Open gerritholl opened 2 years ago
@gerritholl pin me when this is merged or mostly done so that I can test it on some of my use cases. In meantime, I am drafting a PR refactoring the CFWriter internals to then create:
scn.to_xarray_dataset()
)ZarrWriter
I will wait your PR before proceeding ....
Side note:
If the Satpy Scene is on a SwathDefinition and we use the CFWriter, no grid_mapping
attribute nor crs
coords information is attached to netCDF. Maybe you can enforce the correct behavior in the context of this PR.
Going further away, when resampling a Scene from AreaDef to a SwathDef, the grid_mapping
attribute should also be updated ...
@ghiggi I am putting the work for this PR on hold. For what I need to achieve, I can and will use https://github.com/pytroll/satpy/pull/2236 instead. Therefore, fixing https://github.com/pytroll/satpy/issues/2226 for the equirectangular projection is no longer a priority from my side.
I see that this PR seems stalled. If someone starts working on this again later, I want to note that the CF convention (CF-1.10) clearly states that:
_The crs_wkt attribute is intended to act as a supplement to other single-property CF grid mapping attributes (as described in Appendix F); it is not intended to replace those attributes. If data producers omit the single-property grid mapping attributes in favour of the crs_wkt attribute, software which cannot interpret crs_wkt will be unable to use the grid_mapping information. Therefore the CRS should be described as thoroughly as possible with the single-property grid mapping attributes as well as by crswkt.
Thus, if we should load a CRS from wkt only, it should not be done silently by from_cf() or load_cf_area(). I think in the case described above, the user should actively (e.g. using a keyword) bypass decoding the single-property CF attributes, and rather use the WKT encoding.
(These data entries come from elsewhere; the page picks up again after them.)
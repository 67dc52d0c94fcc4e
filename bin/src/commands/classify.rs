//! Classify command implementation.

use crate::display::{identity_row, print_identity_header};
use anyhow::{Result, bail};
use tickroll_lib::prelude::*;

/// Prints the classification of each symbol.
pub(crate) fn classify_symbols(symbols: &[String]) -> Result<()> {
    print_identity_header();

    let mut failures = 0;
    for symbol in symbols {
        match classify(symbol) {
            Ok(identity) => println!("{}", identity_row(&identity)),
            Err(e) => {
                eprintln!("{e}");
                failures += 1;
            }
        }
    }

    if failures > 0 {
        bail!("{failures} of {} symbols could not be classified", symbols.len());
    }
    Ok(())
}
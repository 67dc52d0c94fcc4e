//! OHLC aggregation for tickroll.
//!
//! This crate turns a batch of tick rows into time-bucketed rollups:
//!
//! - [`ColumnarIndex`] - Per-instant view of a batch, keyed by symbol
//! - [`OhlcAggregator`] - Streaming per-symbol bucket folding
//! - [`OhlcBucket`] - One rollup bucket
//! - [`BatchExpiry`] / [`ExpiryIndex`] - Expiry detection and bookkeeping

#![doc = include_str!("../README.md")]
#![doc(issue_tracker_base_url = "https://github.com/factordynamics/tickroll/issues/")]
#![cfg_attr(docsrs, feature(doc_cfg, doc_auto_cfg))]
#![warn(missing_docs)]
#![forbid(unsafe_code)]

mod aggregator;
mod bucket;
mod expiry;
mod index;

pub use aggregator::{OhlcAggregator, aggregate, bucket_start};
pub use bucket::OhlcBucket;
pub use expiry::{BatchExpiry, ExpiryIndex, ExpiryPolicy, FixedExpiry, TradingDayCount};
pub use index::{
    BuildOptions, BuildStats, ColumnarIndex, DuplicatePolicy, IndexBuild, RowErrorPolicy,
};
//! OHLC rollup bucket.

use chrono::{DateTime, Utc};
use serde::{Deserialize, Serialize};

/// One fixed-width rollup of a symbol's ticks.
#[derive(Debug, Clone, Copy, PartialEq, Serialize, Deserialize)]
pub struct OhlcBucket {
    /// Bucket start in epoch seconds, a multiple of the bucket width.
    pub bucket_start: i64,
    /// Open of the first tick in the bucket.
    pub open: f64,
    /// Highest high in the bucket.
    pub high: f64,
    /// Lowest low in the bucket.
    pub low: f64,
    /// Close of the last tick in the bucket.
    pub close: f64,
    /// Open interest of the last tick in the bucket.
    pub open_interest: i64,
    /// Total volume traded in the bucket.
    pub volume: i64,
}

impl OhlcBucket {
    /// Creates a new bucket.
    #[must_use]
    pub const fn new(
        bucket_start: i64,
        open: f64,
        high: f64,
        low: f64,
        close: f64,
        open_interest: i64,
        volume: i64,
    ) -> Self {
        Self {
            bucket_start,
            open,
            high,
            low,
            close,
            open_interest,
            volume,
        }
    }

    /// Returns `[bucket_start, open, high, low, close, open_interest, volume]`.
    #[must_use]
    pub const fn to_row(&self) -> [f64; 7] {
        [
            self.bucket_start as f64,
            self.open,
            self.high,
            self.low,
            self.close,
            self.open_interest as f64,
            self.volume as f64,
        ]
    }

    /// Returns the same order as [`to_row`](Self::to_row) with the integer
    /// fields kept as integers.
    #[must_use]
    pub const fn as_tuple(&self) -> (i64, f64, f64, f64, f64, i64, i64) {
        (
            self.bucket_start,
            self.open,
            self.high,
            self.low,
            self.close,
            self.open_interest,
            self.volume,
        )
    }

    /// Returns the bucket start as a UTC date-time.
    #[must_use]
    pub fn start_time(&self) -> Option<DateTime<Utc>> {
        DateTime::from_timestamp(self.bucket_start, 0)
    }

    /// Returns the price range (high - low).
    #[must_use]
    pub fn range(&self) -> f64 {
        self.high - self.low
    }

    /// Returns the body size (|close - open|).
    #[must_use]
    pub fn body(&self) -> f64 {
        (self.close - self.open).abs()
    }

    /// Returns true if the bucket closed above its open.
    #[must_use]
    pub fn is_bullish(&self) -> bool {
        self.close > self.open
    }

    /// Returns true if the bucket closed below its open.
    #[must_use]
    pub fn is_bearish(&self) -> bool {
        self.close < self.open
    }

    /// Returns the typical price ((high + low + close) / 3).
    #[must_use]
    pub fn typical_price(&self) -> f64 {
        (self.high + self.low + self.close) / 3.0
    }
}
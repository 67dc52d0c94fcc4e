//! Memoized classification.

use std::collections::HashMap;

use tickroll_types::{Result, TickerIdentity};

use crate::classify;

/// Caches identities by raw symbol.
///
/// A batch sees the same few hundred symbols on every row, so each one is
/// classified once. Failures are not cached.
#[derive(Debug, Default, Clone)]
pub struct ClassifierCache {
    identities: HashMap<String, TickerIdentity>,
}

impl ClassifierCache {
    /// Creates an empty cache.
    #[must_use]
    pub fn new() -> Self {
        Self::default()
    }

    /// Returns the identity for `raw`, classifying it on first use.
    ///
    /// # Errors
    ///
    /// Returns the classification error for malformed symbols.
    pub fn get_or_classify(&mut self, raw: &str) -> Result<&TickerIdentity> {
        if !self.identities.contains_key(raw) {
            let identity = classify(raw)?;
            self.identities.insert(raw.to_string(), identity);
        }
        Ok(&self.identities[raw])
    }

    /// Returns the number of cached identities.
    #[must_use]
    pub fn len(&self) -> usize {
        self.identities.len()
    }

    /// Returns true if nothing has been classified yet.
    #[must_use]
    pub fn is_empty(&self) -> bool {
        self.identities.is_empty()
    }
}
//! Shared helpers for command handlers.

use std::io::{self, Read};
use std::path::Path;

use crate::error::CliError;

/// Read a TSPL document from `file`, or stdin when absent or `-`.
///
/// Bytes are taken one per character so Latin-1 label files survive
/// unchanged; UTF-8 input is decoded as UTF-8.
pub fn read_document(file: Option<&Path>) -> Result<String, CliError> {
    let bytes = match file {
        Some(path) if path != Path::new("-") => std::fs::read(path)?,
        _ => {
            let mut buf = Vec::new();
            io::stdin().lock().read_to_end(&mut buf)?;
            buf
        }
    };
    Ok(decode(bytes))
}

fn decode(bytes: Vec<u8>) -> String {
    match String::from_utf8(bytes) {
        Ok(text) => text,
        Err(err) => err.into_bytes().into_iter().map(char::from).collect(),
    }
}

#[cfg(test)]
mod tests {
    use super::*;

    #[test]
    fn utf8_is_kept() {
        assert_eq!(decode("TEXT \"Größe\"".as_bytes().to_vec()), "TEXT \"Größe\"");
    }

    #[test]
    fn latin1_falls_back_to_one_char_per_byte() {
        assert_eq!(decode(vec![b'G', 0xF6, b'!']), "Gö!");
    }
}
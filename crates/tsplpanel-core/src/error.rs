// ── Core error types ──
//
// User-facing errors from tsplpanel-core. The `From<tsplpanel_api::Error>`
// impl translates transport-layer errors into panel-level variants while
// keeping the agent's problem document for the error extractor.

use serde_json::{Value, json};
use thiserror::Error;

/// Unified error type for the core crate.
#[derive(Debug, Error)]
pub enum CoreError {
    // ── Pre-conditions ───────────────────────────────────────────────
    #[error("{message}")]
    Validation { message: String },

    // ── Transport ────────────────────────────────────────────────────
    #[error("Agent did not respond within {timeout_ms} ms")]
    Timeout { timeout_ms: u64 },

    #[error("Cannot reach agent at {url}: {reason}")]
    ConnectionFailed { url: String, reason: String },

    #[error("{message}")]
    Agent {
        message: String,
        /// HTTP status code, when the agent answered.
        status: Option<u16>,
        /// Response body the agent sent with the failure.
        problem: Option<Value>,
    },

    // ── Panel ────────────────────────────────────────────────────────
    /// A success handler rejected the result it was given.
    #[error("{message}")]
    Callback { message: String },

    #[error("Configuration error: {message}")]
    Config { message: String },

    #[error("Internal error: {0}")]
    Internal(String),
}

impl CoreError {
    pub fn validation(message: impl Into<String>) -> Self {
        Self::Validation {
            message: message.into(),
        }
    }

    pub fn callback(message: impl Into<String>) -> Self {
        Self::Callback {
            message: message.into(),
        }
    }

    /// Loosely-typed view of this failure for [`crate::problem::extract`]:
    /// `{ "error": <problem body>, "message": <display text> }`.
    pub fn failure_value(&self) -> Value {
        let problem = match self {
            Self::Agent { problem, .. } => problem.clone().unwrap_or(Value::Null),
            _ => Value::Null,
        };
        json!({ "error": problem, "message": self.to_string() })
    }
}

// ── Conversion from transport-layer errors ───────────────────────────

impl From<tsplpanel_api::Error> for CoreError {
    fn from(err: tsplpanel_api::Error) -> Self {
        match err {
            tsplpanel_api::Error::Transport(ref e) if e.is_connect() => {
                CoreError::ConnectionFailed {
                    url: e
                        .url()
                        .map_or_else(|| "<unknown>".into(), ToString::to_string),
                    reason: e.to_string(),
                }
            }
            tsplpanel_api::Error::Timeout { timeout, .. } => CoreError::Timeout {
                timeout_ms: u64::try_from(timeout.as_millis()).unwrap_or(u64::MAX),
            },
            tsplpanel_api::Error::InvalidUrl(e) => CoreError::Config {
                message: format!("Invalid agent URL: {e}"),
            },
            tsplpanel_api::Error::Tls(msg) => CoreError::ConnectionFailed {
                url: String::new(),
                reason: format!("TLS error: {msg}"),
            },
            tsplpanel_api::Error::Deserialization { message, body: _ } => {
                CoreError::Internal(format!("Unexpected agent response: {message}"))
            }
            other => CoreError::Agent {
                message: other.to_string(),
                status: other.status(),
                problem: other.problem().cloned(),
            },
        }
    }
}
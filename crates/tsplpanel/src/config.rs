//! CLI configuration: thin wrapper around `tsplpanel_config`.
//!
//! Adds the `GlobalOpts` overrides (--agent-url, --timeout, --insecure,
//! --output) on top of the loaded file.

use tsplpanel_api::{AgentClient, TlsMode};
use tsplpanel_core::CoreError;

use crate::cli::{GlobalOpts, OutputFormat};
use crate::error::CliError;

pub use tsplpanel_config::{
    Config, config_path, load_config, load_config_or_default, save_config,
};

/// Agent URL and transport after applying flag overrides.
#[derive(Debug)]
pub struct Resolved {
    pub config: Config,
    pub base_url: String,
}

pub fn resolve(global: &GlobalOpts) -> Result<Resolved, CliError> {
    let mut config = load_config_or_default();

    if let Some(ref url) = global.agent_url {
        config.agent_base_url.clone_from(url);
    }
    if let Some(secs) = global.timeout {
        config.http_timeout_secs = secs;
    }
    if global.insecure {
        config.insecure = true;
    }

    config.agent_url()?;
    let base_url = config.agent_base_url().to_owned();
    Ok(Resolved { config, base_url })
}

/// Build the agent client for a resolved configuration.
pub fn agent_client(resolved: &Resolved) -> Result<AgentClient, CliError> {
    let transport = resolved.config.transport();
    if matches!(transport.tls, TlsMode::DangerAcceptInvalid) {
        tracing::warn!("TLS certificate verification disabled");
    }
    tracing::debug!(
        url = %resolved.base_url,
        timeout = ?transport.timeout,
        "agent client"
    );
    AgentClient::new(&resolved.base_url, &transport)
        .map_err(|e| CliError::from(CoreError::from(e)))
}

/// Output format: flag > config file > table.
pub fn output_format(global: &GlobalOpts, config: &Config) -> OutputFormat {
    global.output.unwrap_or_else(|| {
        <OutputFormat as clap::ValueEnum>::from_str(&config.output, true)
            .unwrap_or(OutputFormat::Table)
    })
}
@TomLav I disagree with this.
If data producers omit the single-property grid mapping attributes in favour of the crs_wkt attribute
This is specific to data producers, not consumers. We are consumers in this case. If the WKT does not match the single-property CF attributes then that is a fault of the data producer or of the CF format as a whole. Edit: We are allowed to just use the WKT attribute as consumers.
I think the above point is pretty clear, but I'd also like to add that I strongly disagree with CF's choice of making these separate CF attributes and for making crs_wkt optional and supplemental. WKT is fully descriptive and the CF attributes are not. The CF attributes (and the CF standard) do not support every projection and the standard as a whole has to be updated to support new projections when they come along. Conversations in the xarray ecosystem and the OGC Zarr world have started leaning towards the idea of being CF-compatible-ish because of this and only using the CRS WKT attribute in their zarr standards.
Hei @djhoese, I am not unaware of the history and tensions between the different communities around the CF attributes and the WKT definitions. Maybe these things will converge with time.
I was not saying that our from_cf() should bark and not load the crs from WKT, but I do think that this should not happen silently either. I do not know if this should be controlled via a keyword or a warning, but I think there is value for a routine called from_cf() to have the option to strictly follow the CF convention. We can e.g. have a from_cf(strict=True|False).
This being said pyresample load_cf_area() only checks if the :grid_mapping_name attribute is present and has a valid value, it then diverts to pyproj.from_cf() the decoding of the crs attributes and/or wkt. If pyproj adopts a loose approach, pyresample will inherit it silently.
You also state that you disagree with a quote that I took from the CF convention, which is fine, but there is little point discussing the CF convention here.
You also state that you disagree with a quote that I took from the CF convention, which is fine, but there is little point discussing the CF convention here.
No, sorry. I disagree with your interpretation of the quote. The standard is saying that we can load from WKT without looking at the single-property attributes (as consumers of the data, not producers).
but I do think that this should not happen silently either.
Why not? The CF convention gives us the crs_wkt
attribute as an option. We can use it if it is there. There is no need to warn the user if we use it or don't use it. It is there to be used (and is more accurate).
to have the option to strictly follow the CF convention
We are following the CF convention by being a consumer of the data and using the crs_wkt
attribute. There is nothing against the CF convention by doing this.
I see. We disagree on the interpretation of the CF convention.
You understand from the convention that files where the CRS is only specified with wkt are CF compliant.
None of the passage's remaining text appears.